Department of Molecular Genetics, National Institute of Genetics
CENP-T-W-S-X forms a unique centromeric chromatin structure with a histone-like folds
Tatsuya Nishino, Kozo Takeuchi, Karen E. Gascoigne, Aussie Suzuki, Tetsuya Hori, Takuji Oyama, Kosuke Morikawa, Iain M. Cheeseman, and Tatsuo Fukagawa,
Cell, Feb 3rd issue  DOI: 10.1016/j.cell.2011.11.061

Accurate chromosome segregation during mitosis requires the assembly of a multi-protein kinetochore complex to contact centromeric DNA. We demonstrate that the centromeric histone-fold containing CENP-T-W and CENP-S-X complexes co-assemble to form a stable CENP-T-W-S-X heterotetramer at kinetochores.
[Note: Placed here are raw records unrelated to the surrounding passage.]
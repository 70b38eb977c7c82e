//! Unix socket primitives for local IPC.

use std::io;
use std::path::{Path, PathBuf};

use tokio::net::{UnixListener, UnixStream};

/// Default socket path when neither an override nor the environment names one.
pub const DEFAULT_SOCKET_PATH: &str = "/tmp/bbus.sock";

/// Environment variable naming an alternative socket path.
pub const SOCKPATH_ENV: &str = "BBUS_SOCKPATH";

/// Longest accepted socket path, in bytes.
pub const MAX_SOCKPATH: usize = 256;

/// Credentials of the process on the other end of an accepted socket.
#[derive(Debug, Clone, Copy, PartialEq, Eq)]
pub struct Peer {
    pub pid: Option<i32>,
    pub uid: u32,
    pub gid: u32,
}

/// Resolve the socket path to use: an explicit override wins over
/// [`SOCKPATH_ENV`], which wins over [`DEFAULT_SOCKET_PATH`].
pub fn resolve_socket_path(override_path: Option<&Path>) -> io::Result<PathBuf> {
    let path = match override_path {
        Some(p) => p.to_path_buf(),
        None => match std::env::var_os(SOCKPATH_ENV) {
            Some(v) => PathBuf::from(v),
            None => PathBuf::from(DEFAULT_SOCKET_PATH),
        },
    };
    if path.as_os_str().len() > MAX_SOCKPATH {
        return Err(io::Error::new(
            io::ErrorKind::InvalidInput,
            format!("socket path longer than {MAX_SOCKPATH} bytes"),
        ));
    }
    Ok(path)
}

/// A listening bus socket.
pub struct BusListener {
    inner: UnixListener,
    path: PathBuf,
}

impl BusListener {
    /// Bind to `path`, unlinking a stale socket file first.
    ///
    /// Must be called from within a tokio runtime.
    pub fn bind(path: &Path) -> io::Result<Self> {
        match std::fs::remove_file(path) {
            Ok(()) => {}
            Err(e) if e.kind() == io::ErrorKind::NotFound => {}
            Err(e) => return Err(e),
        }
        let inner = UnixListener::bind(path)?;
        Ok(Self {
            inner,
            path: path.to_path_buf(),
        })
    }

    /// Accept one connection, capturing the peer's credentials.
    pub async fn accept(&self) -> io::Result<(UnixStream, Peer)> {
        let (stream, _addr) = self.inner.accept().await?;
        let cred = stream.peer_cred()?;
        Ok((
            stream,
            Peer {
                pid: cred.pid(),
                uid: cred.uid(),
                gid: cred.gid(),
            },
        ))
    }

    pub fn path(&self) -> &Path {
        &self.path
    }

    /// Remove the socket file. Called on clean daemon shutdown.
    pub fn remove_socket_file(&self) -> io::Result<()> {
        std::fs::remove_file(&self.path)
    }
}

/// Connect to the bus socket at `path`.
pub async fn connect(path: &Path) -> io::Result<UnixStream> {
    UnixStream::connect(path).await
}

#[cfg(test)]
mod tests {
    use super::*;
    use std::time::{SystemTime, UNIX_EPOCH};
    use tokio::io::{AsyncReadExt, AsyncWriteExt};

    fn unique_socket_path(tag: &str) -> PathBuf {
        let nanos = SystemTime::now()
            .duration_since(UNIX_EPOCH)
            .expect("clock should be after unix epoch")
            .as_nanos();
        std::env::temp_dir().join(format!("bbus-{tag}-{}-{nanos}.sock", std::process::id()))
    }

    #[test]
    fn socket_path_resolution_order() {
        // Runs as a single test because the environment is process-global.
        let explicit = PathBuf::from("/tmp/explicit.sock");

        std::env::remove_var(SOCKPATH_ENV);
        assert_eq!(
            resolve_socket_path(None).unwrap(),
            PathBuf::from(DEFAULT_SOCKET_PATH),
        );

        std::env::set_var(SOCKPATH_ENV, "/tmp/from-env.sock");
        assert_eq!(
            resolve_socket_path(None).unwrap(),
            PathBuf::from("/tmp/from-env.sock"),
        );
        assert_eq!(resolve_socket_path(Some(&explicit)).unwrap(), explicit);
        std::env::remove_var(SOCKPATH_ENV);

        let long = PathBuf::from(format!("/tmp/{}", "x".repeat(MAX_SOCKPATH)));
        let err = resolve_socket_path(Some(&long)).expect_err("overlong path should fail");
        assert_eq!(err.kind(), io::ErrorKind::InvalidInput);
    }

    #[tokio::test]
    async fn bind_accept_connect_lifecycle() {
        let path = unique_socket_path("lifecycle");
        let listener = BusListener::bind(&path).expect("bind should succeed");
        assert!(path.exists());

        let server = tokio::spawn(async move {
            let (mut stream, peer) = listener.accept().await.expect("accept should succeed");
            assert_eq!(peer.uid, current_uid());
            let mut buf = [0u8; 4];
            stream.read_exact(&mut buf).await.expect("server read");
            assert_eq!(&buf, b"ping");
            stream.write_all(b"pong").await.expect("server write");
            listener
        });

        let mut client = connect(&path).await.expect("connect should succeed");
        client.write_all(b"ping").await.expect("client write");
        let mut buf = [0u8; 4];
        client.read_exact(&mut buf).await.expect("client read");
        assert_eq!(&buf, b"pong");

        let listener = server.await.expect("server task");
        listener.remove_socket_file().expect("socket file removal");
        assert!(!path.exists());
    }

    // The test process's own uid, read without libc.
    fn current_uid() -> u32 {
        let status = std::fs::read_to_string("/proc/self/status").unwrap_or_default();
        status
            .lines()
            .find_map(|l| l.strip_prefix("Uid:"))
            .and_then(|l| l.split_whitespace().next())
            .and_then(|u| u.parse().ok())
            .unwrap_or(0)
    }

    #[tokio::test]
    async fn bind_replaces_stale_socket_file() {
        let path = unique_socket_path("stale");
        {
            let _stale = BusListener::bind(&path).expect("first bind");
        }
        // The file is left behind once the listener is dropped.
        assert!(path.exists());
        let listener = BusListener::bind(&path).expect("rebind over stale file");
        listener.remove_socket_file().expect("cleanup");
    }
}
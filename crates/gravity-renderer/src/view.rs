//! Per-frame view uniform shared by both renderers

use bytemuck::{Pod, Zeroable};
use glam::Vec2;
use gravity_simulation::Viewport;

/// Layout matches `View` in `particle.wgsl` and `mass.wgsl`
#[repr(C)]
#[derive(Clone, Copy, Debug, PartialEq, Pod, Zeroable)]
pub struct ViewUniform {
    pub viewport: [f32; 2],
    pub point_size: f32,
    pub _padding: f32,
}

impl ViewUniform {
    pub fn new(viewport: Viewport, point_size: f32) -> Self {
        Self {
            viewport: [viewport.width.max(1.0), viewport.height.max(1.0)],
            point_size,
            _padding: 0.0,
        }
    }

    /// Half size of a point quad in NDC
    pub fn half_extent(&self) -> Vec2 {
        Vec2::splat(self.point_size) / Vec2::from_array(self.viewport)
    }
}

#[cfg(test)]
mod tests {
    use super::*;

    #[test]
    fn uniform_is_one_vec4() {
        assert_eq!(std::mem::size_of::<ViewUniform>(), 16);
    }

    #[test]
    fn point_size_is_in_pixels() {
        let view = ViewUniform::new(Viewport::new(800.0, 400.0), 4.0);
        // A 4 px quad spans 4 / 800 * 2 NDC units horizontally
        assert_eq!(view.half_extent(), Vec2::new(0.005, 0.01));
    }

    #[test]
    fn empty_viewport_does_not_divide_by_zero() {
        let view = ViewUniform::new(Viewport::new(0.0, 0.0), 3.0);
        assert!(view.half_extent().is_finite());
    }
}
//! Mass marker rendering

use gravity_physics::{PackedMass, MAX_MASS_COUNT};

use crate::programs::MASS_MARKER_PROGRAM;

/// Per-instance layout of the marker buffer: one `vec4` per mass
pub fn marker_instance_layout() -> wgpu::VertexBufferLayout<'static> {
    wgpu::VertexBufferLayout {
        array_stride: std::mem::size_of::<PackedMass>() as wgpu::BufferAddress,
        step_mode: wgpu::VertexStepMode::Instance,
        attributes: &[wgpu::VertexAttribute {
            offset: 0,
            shader_location: 0,
            format: wgpu::VertexFormat::Float32x4,
        }],
    }
}

pub struct MassRenderer {
    pipeline: wgpu::RenderPipeline,
    bind_group: wgpu::BindGroup,
    instance_buffer: wgpu::Buffer,
    count: u32,
}

impl MassRenderer {
    pub fn new(
        device: &wgpu::Device,
        format: wgpu::TextureFormat,
        view_buffer: &wgpu::Buffer,
    ) -> Self {
        let shader = MASS_MARKER_PROGRAM.create_module(device);

        let bind_group_layout = device.create_bind_group_layout(&wgpu::BindGroupLayoutDescriptor {
            label: Some("Mass Marker Bind Group Layout"),
            entries: &[wgpu::BindGroupLayoutEntry {
                binding: 0,
                visibility: wgpu::ShaderStages::VERTEX,
                ty: wgpu::BindingType::Buffer {
                    ty: wgpu::BufferBindingType::Uniform,
                    has_dynamic_offset: false,
                    min_binding_size: None,
                },
                count: None,
            }],
        });

        let bind_group = device.create_bind_group(&wgpu::BindGroupDescriptor {
            label: Some("Mass Marker Bind Group"),
            layout: &bind_group_layout,
            entries: &[wgpu::BindGroupEntry {
                binding: 0,
                resource: view_buffer.as_entire_binding(),
            }],
        });

        let pipeline_layout = device.create_pipeline_layout(&wgpu::PipelineLayoutDescriptor {
            label: Some("Mass Marker Pipeline Layout"),
            bind_group_layouts: &[&bind_group_layout],
            push_constant_ranges: &[],
        });

        let pipeline = device.create_render_pipeline(&wgpu::RenderPipelineDescriptor {
            label: Some("Mass Marker Pipeline"),
            layout: Some(&pipeline_layout),
            vertex: wgpu::VertexState {
                module: &shader,
                entry_point: Some("vs_marker"),
                buffers: &[marker_instance_layout()],
                compilation_options: Default::default(),
            },
            fragment: Some(wgpu::FragmentState {
                module: &shader,
                entry_point: Some("fs_marker"),
                targets: &[Some(wgpu::ColorTargetState {
                    format,
                    blend: Some(wgpu::BlendState::ALPHA_BLENDING),
                    write_mask: wgpu::ColorWrites::ALL,
                })],
                compilation_options: Default::default(),
            }),
            primitive: wgpu::PrimitiveState {
                topology: wgpu::PrimitiveTopology::TriangleList,
                strip_index_format: None,
                front_face: wgpu::FrontFace::Ccw,
                cull_mode: None, // Don't cull billboards
                unclipped_depth: false,
                polygon_mode: wgpu::PolygonMode::Fill,
                conservative: false,
            },
            depth_stencil: None,
            multisample: wgpu::MultisampleState::default(),
            multiview: None,
            cache: None,
        });

        let instance_buffer = device.create_buffer(&wgpu::BufferDescriptor {
            label: Some("Mass Marker Instance Buffer"),
            size: (std::mem::size_of::<PackedMass>() * MAX_MASS_COUNT) as u64,
            usage: wgpu::BufferUsages::VERTEX | wgpu::BufferUsages::COPY_DST,
            mapped_at_creation: false,
        });

        Self {
            pipeline,
            bind_group,
            instance_buffer,
            count: 0,
        }
    }

    /// Upload the packed masses; anything past the buffer capacity is dropped
    pub fn update(&mut self, queue: &wgpu::Queue, masses: &[PackedMass]) {
        let masses = &masses[..masses.len().min(MAX_MASS_COUNT)];
        self.count = masses.len() as u32;
        if !masses.is_empty() {
            queue.write_buffer(&self.instance_buffer, 0, bytemuck::cast_slice(masses));
        }
    }

    pub fn draw(&self, render_pass: &mut wgpu::RenderPass<'_>) {
        if self.count == 0 {
            return;
        }
        render_pass.set_pipeline(&self.pipeline);
        render_pass.set_bind_group(0, &self.bind_group, &[]);
        render_pass.set_vertex_buffer(0, self.instance_buffer.slice(..));
        render_pass.draw(0..6, 0..self.count);
    }
}

#[cfg(test)]
mod tests {
    use super::*;

    #[test]
    fn instance_layout_is_one_vec4() {
        let layout = marker_instance_layout();
        assert_eq!(layout.array_stride, 16);
        assert_eq!(layout.attributes.len(), 1);
        assert_eq!(layout.step_mode, wgpu::VertexStepMode::Instance);
    }
}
As the heterotetramer has a number of structural and functional similarities with canonical histones, we propose that the CENP-T-W-S-X complex forms a unique nucleosome-like structure to generate contacts with DNA, extending the “histone code” beyond canonical nucleosome proteins.
  

A (CENP-S-X)2 tetramer interacts with a CENP-T-W dimer and CENP-S-X alternately co-assembles with the CENP-T-W dimer to form a stable CENP-T-W-S-X heterotetramer.  The CENP-T-W-S-X complex binds to ~100bp nucleosome free DNA and forms a nucleosome-like structure, which functions as a structural scaffold for kinetochore assembly.